And that’s just one example with one basic tool. Yes, an LLM can look like a genius—but really—it’s the fucking smart-ass genie from Aladdin 🧞‍♂️

And you NEED to learn how to control it.

Code Agents vs Tool-Calling Agents

Every tutorial/explanation about agents has an example with weather in three cities. We could too, but let’s be honest: When was the last time you needed to know the average temperature in Paris, Tokyo and New York simultaneously? Yeah, us neither.

So let’s look at a more realistic example. But first, what’s the difference?

Tool-Calling Agents (JSON-based)—generate structured JSON to call tools:

{"tool": "get_user", "args": {"email": "john@example.com"}}

They work like a TV remote—you press buttons from a list. Reliable, predictable, but inflexible. The main problem is, they can’t store intermediate results between calls. Each call is a separate round-trip to the model, and that’s bad for several reasons:

  • Latency: each model call is ~1-3 seconds. 3 calls = 3-9 seconds of waiting vs one call.

  • Cost: with each call you pass the entire conversation history again. More tokens = more money.

  • Context bloat: the context grows with each step, model can “lose focus” on what matters

  • Hallucination risk multiplies: at each step the model can “forget” what it was doing or invent something new

Code Agents write and execute Python/JS code directly. Variables, loops, conditions—everything is available. One model call can generate an entire workflow. Plus they get immediate feedback from the environment—if something fails, the agent sees the error right away and can adapt.

Practical Example: “Give a Grant to User”

**Task: “**Give $100 grant to user with email john@example.com”. That’s it! That's the whole request. Sounds simple, but here’s the catch — typical microservices architecture with separate databases:

The agent doesn’t know this structure. It needs to figure out how to connect email → user_id → billing customer → grant.

Tool-Calling approach:

Tools themselves are hints. Agent sees available tools and their parameters. That’s the discovery mechanism.

3 round-trips. Each time the model “thinks” again. Tool names and parameters guide discovery — if you designed them that way.

Here’s the catch: you’ll need tools for every operation. Either one tool per action (find_user_by_email, get_billing_by_user_id, add_grant) or bundle multiple functions into fewer tools. Either way — you end up with lots of tools, each requiring tests, evals, good descriptions, monitoring.

And the fundamental limitation: agent can’t solve a task if you didn’t give it the right tools upfront. No find_user_by_email? Stuck. Period.

Code Agent approach:

No predefined tools—agent needs documentation or has to explore the codebase itself.

Yes, the exploration is also iterative in this case. But here’s the key:

  • Tool-calling: every step is tool call → back to model → model thinks → next tool call. 3 actions = 3 round-trips.

  • Code agent: exploration is iterative, BUT execution is one script. Auth0 lookup + DB query + API call — all in one run, no model in the loop.

Plus:

  • Tool-calling needs pre-built, tested tools. No find_user_by_email? Stuck.

  • Code agent needs only file access. Figures out the structure, writes code that fits.

Trade-off: tools are more reliable (tested, clear contracts), code is more flexible (adapts to anything, but can break in creative ways).

Bonus: code agent can save the script with docs after solving a task. Next time similar request comes—search, find, reuse. Essentially building its own tool library on the fly. And these “tools” don’t bloat the context. The agent finds them via search only when needed.

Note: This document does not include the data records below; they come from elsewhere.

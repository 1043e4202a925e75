//! Application key command handlers.

use tabled::Tabled;

use meshgate_core::{AppKey, Session};

use crate::cli::{AppKeysArgs, AppKeysCommand, GlobalOpts};
use crate::error::CliError;
use crate::output;

use super::util;

#[derive(Tabled)]
struct AppKeyRow {
    #[tabled(rename = "App Index")]
    app_index: String,
    #[tabled(rename = "Net Index")]
    net_index: String,
}

impl From<&AppKey> for AppKeyRow {
    fn from(k: &AppKey) -> Self {
        Self {
            app_index: output::hex16(k.app_index),
            net_index: output::hex16(k.net_index),
        }
    }
}

pub fn print(keys: &[AppKey], global: &GlobalOpts) -> Result<(), CliError> {
    let out = output::render_list(&global.output, keys, |k| AppKeyRow::from(k), |k| {
        output::hex16(k.app_index)
    })?;
    output::print_output(&out, global.quiet);
    Ok(())
}

pub async fn delete(session: &Session, index: u16, global: &GlobalOpts) -> Result<(), CliError> {
    let prompt = format!("Delete application key {}?", output::hex16(index));
    if !util::confirm("app-keys delete", &prompt, global.yes)? {
        return Ok(());
    }
    print(&session.delete_app_key(index).await?, global)
}

pub async fn handle(
    session: &Session,
    args: AppKeysArgs,
    global: &GlobalOpts,
) -> Result<(), CliError> {
    match args.command {
        AppKeysCommand::List => print(&session.app_keys().await?, global),
        AppKeysCommand::Add {
            app_key,
            index,
            subnet,
        } => print(&session.add_app_key(app_key, index, subnet).await?, global),
        AppKeysCommand::Generate { index, subnet } => {
            print(&session.generate_app_key(index, subnet).await?, global)
        }
        AppKeysCommand::Delete { index } => delete(session, index, global).await,
    }
}
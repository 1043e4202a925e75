//! Node command handlers.

use std::fmt::Write as _;

use tabled::Tabled;

use meshgate_api::model::{Element, PublishParameters};
use meshgate_core::message::sig_model_name;
use meshgate_core::{
    NodeConfiguration, NodeDetail, NodeSummary, PeriodUnits, ProvisionResult, Session,
};

use crate::cli::{ConfigureCommand, GlobalOpts, NodesArgs, NodesCommand, PeriodUnit};
use crate::error::CliError;
use crate::output;

use super::{shell, util};

// ── Table row ───────────────────────────────────────────────────────

#[derive(Tabled)]
struct NodeRow {
    #[tabled(rename = "Address")]
    address: String,
    #[tabled(rename = "UUID")]
    uuid: String,
    #[tabled(rename = "Type")]
    device_type: String,
    #[tabled(rename = "Net Index")]
    net_index: String,
    #[tabled(rename = "Elements")]
    elements: u16,
    #[tabled(rename = "Role")]
    role: String,
}

impl From<&NodeSummary> for NodeRow {
    fn from(n: &NodeSummary) -> Self {
        Self {
            address: output::hex16(n.address),
            uuid: n.uuid.clone(),
            device_type: if n.device_type.is_empty() {
                "-".into()
            } else {
                n.device_type.clone()
            },
            net_index: output::hex16(n.net_index),
            elements: n.element_count,
            role: if n.is_gateway() { "gateway".into() } else { String::new() },
        }
    }
}

// ── Detail view ─────────────────────────────────────────────────────

fn feature(support: bool, enabled: bool, color: bool) -> String {
    if support {
        format!("supported, {}", output::state(enabled, color))
    } else {
        "not supported".into()
    }
}

fn publish_line(p: &PublishParameters) -> String {
    if p.address == 0 {
        return "-".into();
    }
    format!(
        "{} via app key {}, ttl {}, period {} x {}, retransmit {} x {} ms{}",
        output::hex16(p.address),
        output::hex16(p.app_index),
        p.time_to_live,
        p.period,
        if p.period_units.is_empty() { "-" } else { p.period_units.as_str() },
        p.retransmit_count,
        p.retransmit_interval,
        if p.friend_credential_flag { ", friend credentials" } else { "" },
    )
}

fn write_element(out: &mut String, element: &Element, primary: bool, color: bool) {
    let title = format!(
        "Element {}{}",
        output::hex16(element.address),
        if primary { " (primary)" } else { "" }
    );
    let _ = writeln!(out, "  {}", output::heading(&title, color));

    for model in &element.sig_models {
        let name = sig_model_name(model.model_id).unwrap_or("unknown model");
        let _ = writeln!(out, "    SIG {} {name}", output::hex16(model.model_id));
        let _ = writeln!(out, "      App keys:   {}", output::hex16_list(&model.app_indexes));
        let _ = writeln!(
            out,
            "      Subscribed: {}",
            output::hex16_list(&model.subscribe_addresses)
        );
        let _ = writeln!(out, "      Publish:    {}", publish_line(&model.publish_parameters));
    }
    for model in &element.vendor_models {
        let _ = writeln!(
            out,
            "    Vendor {} (company {})",
            output::hex16(model.model_id),
            output::hex16(model.company_id)
        );
        let _ = writeln!(out, "      App keys:   {}", output::hex16_list(&model.app_indexes));
        let _ = writeln!(
            out,
            "      Subscribed: {}",
            output::hex16_list(&model.subscribe_addresses)
        );
        let _ = writeln!(out, "      Publish:    {}", publish_line(&model.publish_parameters));
    }
}

pub fn detail(node: &NodeDetail, color: bool) -> String {
    let relay = &node.relay_feature;
    let relay_line = if relay.support {
        format!(
            "{} (retransmit {} x {} ms)",
            feature(true, relay.state, color),
            relay.retransmit_count,
            relay.retransmit_interval
        )
    } else {
        feature(false, false, color)
    };

    let mut out = String::new();
    let _ = writeln!(
        out,
        "{}",
        output::heading(&format!("Node {}", output::hex16(node.address)), color)
    );
    let _ = writeln!(out, "  UUID:           {}", node.uuid);
    let _ = writeln!(
        out,
        "  CID/PID/VID:    {} / {} / {}",
        output::hex16(node.cid),
        output::hex16(node.pid),
        output::hex16(node.vid)
    );
    let _ = writeln!(out, "  CRPL:           {}", output::hex16(node.crpl));
    let _ = writeln!(
        out,
        "  Network beacon: {}",
        output::state(node.network_beacon_state, color)
    );
    let _ = writeln!(out, "  Default TTL:    {}", node.time_to_live);
    let _ = writeln!(out, "  Relay:          {relay_line}");
    let _ = writeln!(
        out,
        "  Proxy:          {}",
        feature(node.proxy_feature.support, node.proxy_feature.state, color)
    );
    let _ = writeln!(
        out,
        "  Friend:         {}",
        feature(node.friend_feature.support, node.friend_feature.state, color)
    );
    let _ = writeln!(
        out,
        "  Low power:      {}",
        output::state(node.lpn_feature.state, color)
    );
    let _ = writeln!(out, "  Subnets:        {}", output::hex16_list(&node.subnets));

    for element in &node.elements {
        write_element(&mut out, element, element.address == node.address, color);
    }
    out.trim_end().to_owned()
}

pub fn print_detail(node: &NodeDetail, global: &GlobalOpts) -> Result<(), CliError> {
    let color = output::should_color(&global.color);
    let out = output::render_single(
        &global.output,
        node,
        |n| detail(n, color),
        |n| output::hex16(n.address),
    )?;
    output::print_output(&out, global.quiet);
    Ok(())
}

pub fn print_list(nodes: &[NodeSummary], global: &GlobalOpts) -> Result<(), CliError> {
    let out = output::render_list(&global.output, nodes, |n| NodeRow::from(n), |n| {
        output::hex16(n.address)
    })?;
    output::print_output(&out, global.quiet);
    Ok(())
}

fn print_provisioned(result: &ProvisionResult, global: &GlobalOpts) -> Result<(), CliError> {
    let out = output::render_single(
        &global.output,
        result,
        |r| {
            format!(
                "Provisioned {} as {} on subnet {} ({} element{})",
                r.uuid,
                output::hex16(r.address),
                output::hex16(r.net_index),
                r.element_count,
                if r.element_count == 1 { "" } else { "s" }
            )
        },
        |r| output::hex16(r.address),
    )?;
    output::print_output(&out, global.quiet);
    Ok(())
}

// ── Operations shared with the interactive shell ────────────────────

pub async fn discover(session: &Session, address: u16, global: &GlobalOpts) -> Result<(), CliError> {
    let message = format!("Discovering node {}", output::hex16(address));
    let node = util::with_spinner(message, global, session.discover_node(address)).await?;
    print_detail(&node, global)
}

pub async fn configure(
    session: &Session,
    address: u16,
    change: NodeConfiguration,
    global: &GlobalOpts,
) -> Result<(), CliError> {
    let message = format!("Configuring node {}", output::hex16(address));
    let node = util::with_spinner(message, global, session.configure_node(address, change)).await?;
    print_detail(&node, global)
}

pub async fn provision(
    session: &Session,
    uuid: String,
    net_index: u16,
    address: u16,
    attention: u8,
    global: &GlobalOpts,
) -> Result<(), CliError> {
    let message = format!("Provisioning {uuid}");
    let result = util::with_spinner(
        message,
        global,
        session.provision(uuid.clone(), net_index, address, attention),
    )
    .await?;
    print_provisioned(&result, global)
}

// ── Argument translation ────────────────────────────────────────────

fn period_units(unit: PeriodUnit) -> PeriodUnits {
    match unit {
        PeriodUnit::Millis100 => PeriodUnits::Millis100,
        PeriodUnit::Seconds1 => PeriodUnits::Seconds1,
        PeriodUnit::Seconds10 => PeriodUnits::Seconds10,
        PeriodUnit::Minutes10 => PeriodUnits::Minutes10,
    }
}

pub fn to_configuration(change: ConfigureCommand) -> NodeConfiguration {
    match change {
        ConfigureCommand::NetworkBeacon { state } => NodeConfiguration::NetworkBeaconSet {
            state: state.is_on(),
        },
        ConfigureCommand::Ttl { value } => NodeConfiguration::TimeToLiveSet { value },
        ConfigureCommand::Relay {
            state,
            retransmit_count,
            retransmit_interval,
        } => NodeConfiguration::RelayFeatureSet {
            state: state.is_on(),
            retransmit_count,
            retransmit_interval,
        },
        ConfigureCommand::Proxy { state } => NodeConfiguration::ProxyFeatureSet {
            state: state.is_on(),
        },
        ConfigureCommand::Friend { state } => NodeConfiguration::FriendFeatureSet {
            state: state.is_on(),
        },
        ConfigureCommand::AddSubnet { net_index } => NodeConfiguration::SubnetAdd { net_index },
        ConfigureCommand::RemoveSubnet { net_index } => {
            NodeConfiguration::SubnetDelete { net_index }
        }
        ConfigureCommand::Bind { target, app_key } => NodeConfiguration::AppKeyBind {
            element_address: target.element,
            model_id: target.model,
            app_index: app_key,
        },
        ConfigureCommand::Unbind { target, app_key } => NodeConfiguration::AppKeyUnbind {
            element_address: target.element,
            model_id: target.model,
            app_index: app_key,
        },
        ConfigureCommand::Publish {
            target,
            address,
            app_key,
            friend_credential,
            ttl,
            period,
            period_units: units,
            retransmit_count,
            retransmit_interval,
        } => NodeConfiguration::PublishParametersSet {
            element_address: target.element,
            model_id: target.model,
            publish_address: address,
            app_index: app_key,
            friend_credential_flag: friend_credential,
            time_to_live: ttl,
            period,
            period_units: period_units(units),
            retransmit_count,
            retransmit_interval,
        },
        ConfigureCommand::Subscribe { target, address } => NodeConfiguration::SubscribeAddressAdd {
            element_address: target.element,
            model_id: target.model,
            subscribe_address: address,
        },
        ConfigureCommand::Unsubscribe { target, address } => {
            NodeConfiguration::SubscribeAddressDelete {
                element_address: target.element,
                model_id: target.model,
                subscribe_address: address,
            }
        }
        ConfigureCommand::OverwriteSubscriptions { target, address } => {
            NodeConfiguration::SubscribeAddressOverwrite {
                element_address: target.element,
                model_id: target.model,
                subscribe_address: address,
            }
        }
    }
}

// ── Handler ─────────────────────────────────────────────────────────

pub async fn handle(session: &Session, args: NodesArgs, global: &GlobalOpts) -> Result<(), CliError> {
    match args.command {
        NodesCommand::List => print_list(&session.nodes().await?, global),
        NodesCommand::Discover { address } => discover(session, address, global).await,
        NodesCommand::Configure { address, change } => {
            configure(session, address, to_configuration(change), global).await
        }
        NodesCommand::Provision {
            uuid,
            address,
            subnet,
            attention,
        } => {
            let uuid = match uuid {
                Some(uuid) => uuid,
                None => match session.select_beacon(&shell::DialoguerChooser).await? {
                    Some(beacon) => beacon.uuid,
                    None => return Ok(()),
                },
            };
            provision(session, uuid, subnet, address, attention, global).await
        }
    }
}

#[cfg(test)]
mod tests {
    use super::*;
    use crate::cli::{ModelTarget, Toggle};
    use meshgate_api::model::SigModel;
    use pretty_assertions::assert_eq;

    #[test]
    fn detail_lists_models_with_hex_addresses() {
        let node = NodeDetail {
            address: 5,
            uuid: "abcd".into(),
            cid: 0x59,
            elements: vec![Element {
                address: 5,
                sig_models: vec![SigModel {
                    model_id: 0x1000,
                    app_indexes: vec![0],
                    ..SigModel::default()
                }],
                vendor_models: vec![],
            }],
            ..NodeDetail::default()
        };
        let text = detail(&node, false);
        assert!(text.starts_with("Node 0x0005"));
        assert!(text.contains("CID/PID/VID:    0x0059 / 0x0000 / 0x0000"));
        assert!(text.contains("Element 0x0005 (primary)"));
        assert!(text.contains("SIG 0x1000 Generic OnOff Server"));
        assert!(text.contains("App keys:   0x0000"));
        assert!(text.contains("Publish:    -"));
        assert!(text.contains("Relay:          not supported"));
    }

    #[test]
    fn configure_arguments_map_to_operations() {
        let change = to_configuration(ConfigureCommand::Bind {
            target: ModelTarget {
                element: 5,
                model: 0x1000,
            },
            app_key: 1,
        });
        assert_eq!(
            change,
            NodeConfiguration::AppKeyBind {
                element_address: 5,
                model_id: 0x1000,
                app_index: 1,
            }
        );
        assert_eq!(
            to_configuration(ConfigureCommand::Proxy { state: Toggle::Off }),
            NodeConfiguration::ProxyFeatureSet { state: false }
        );
    }
}
//! Cloud subscription handlers: which mesh addresses the gateway
//! forwards to the cloud.

use tabled::Tabled;

use meshgate_core::{Session, Subscription};

use crate::cli::{GlobalOpts, SubscriptionsArgs, SubscriptionsCommand};
use crate::error::CliError;
use crate::output;

use super::util;

#[derive(Tabled)]
struct SubscriptionRow {
    #[tabled(rename = "Address")]
    address: String,
}

pub fn print(subscriptions: &[Subscription], global: &GlobalOpts) -> Result<(), CliError> {
    let out = output::render_list(
        &global.output,
        subscriptions,
        |s| SubscriptionRow {
            address: output::hex16(s.address),
        },
        |s| output::hex16(s.address),
    )?;
    output::print_output(&out, global.quiet);
    Ok(())
}

pub async fn remove(
    session: &Session,
    addresses: &[u16],
    global: &GlobalOpts,
) -> Result<(), CliError> {
    let prompt = format!("Unsubscribe from {}?", output::hex16_list(addresses));
    if !util::confirm("subscriptions remove", &prompt, global.yes)? {
        return Ok(());
    }
    print(&session.unsubscribe(addresses).await?, global)
}

pub async fn handle(
    session: &Session,
    args: SubscriptionsArgs,
    global: &GlobalOpts,
) -> Result<(), CliError> {
    match args.command {
        SubscriptionsCommand::List => print(&session.subscriptions().await?, global),
        SubscriptionsCommand::Add { addresses } => {
            print(&session.subscribe(&addresses).await?, global)
        }
        SubscriptionsCommand::Remove { addresses } => remove(session, &addresses, global).await,
    }
}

Generated code (after exploration):

import requests
from auth0.management import Auth0

# Get user from Auth0 by email
auth0 = Auth0(domain=AUTH0_DOMAIN, token=MGMT_TOKEN)
users = auth0.users.list(q=f'email:"john@example.com"')
user_id = users[0]['app_metadata']['internal_id']

# Find customer in billing DB
customer = db.execute(
    "SELECT * FROM customers WHERE user_id = :uid",
    {"uid": user_id}
).fetchone()

# Add grant via billing API
requests.post(
    f"{BILLING_API}/customers/{customer['id']}/grants",
    json={"amount": 100}
)
print(f"Grant issued, new balance: {customer['balance'] + 100}")

One execution. Not 3 round-trips. The agent figured out the structure and wrote the code that fits.

When to Use What

Tool-Calling

Code Agents

Simple single-step tasks

Action chains with dependencies

Maximum reliability needed

Flexibility and speed matter

Weaker models

Strong models

More details about code agents architecture, structured outputs and when they break will be covered in a separate article.

The Pyramid: From Simple to Complex

Now let's dive into each level of our taxonomy.

Remember: AI FunctionWorkflowAssistantAgentAgentic System.

Pick the simplest level that solves your problem.

AI Functions

The simplest form. No planning, no complex behavior. One task, one call. Could be image classification, review classification, writing summaries, generating images in given style. No existential dialogues about meaning of life—just executing a specific task.

Architecture: Single LLM call with a focused prompt. Input → LLM → Output. That’s it.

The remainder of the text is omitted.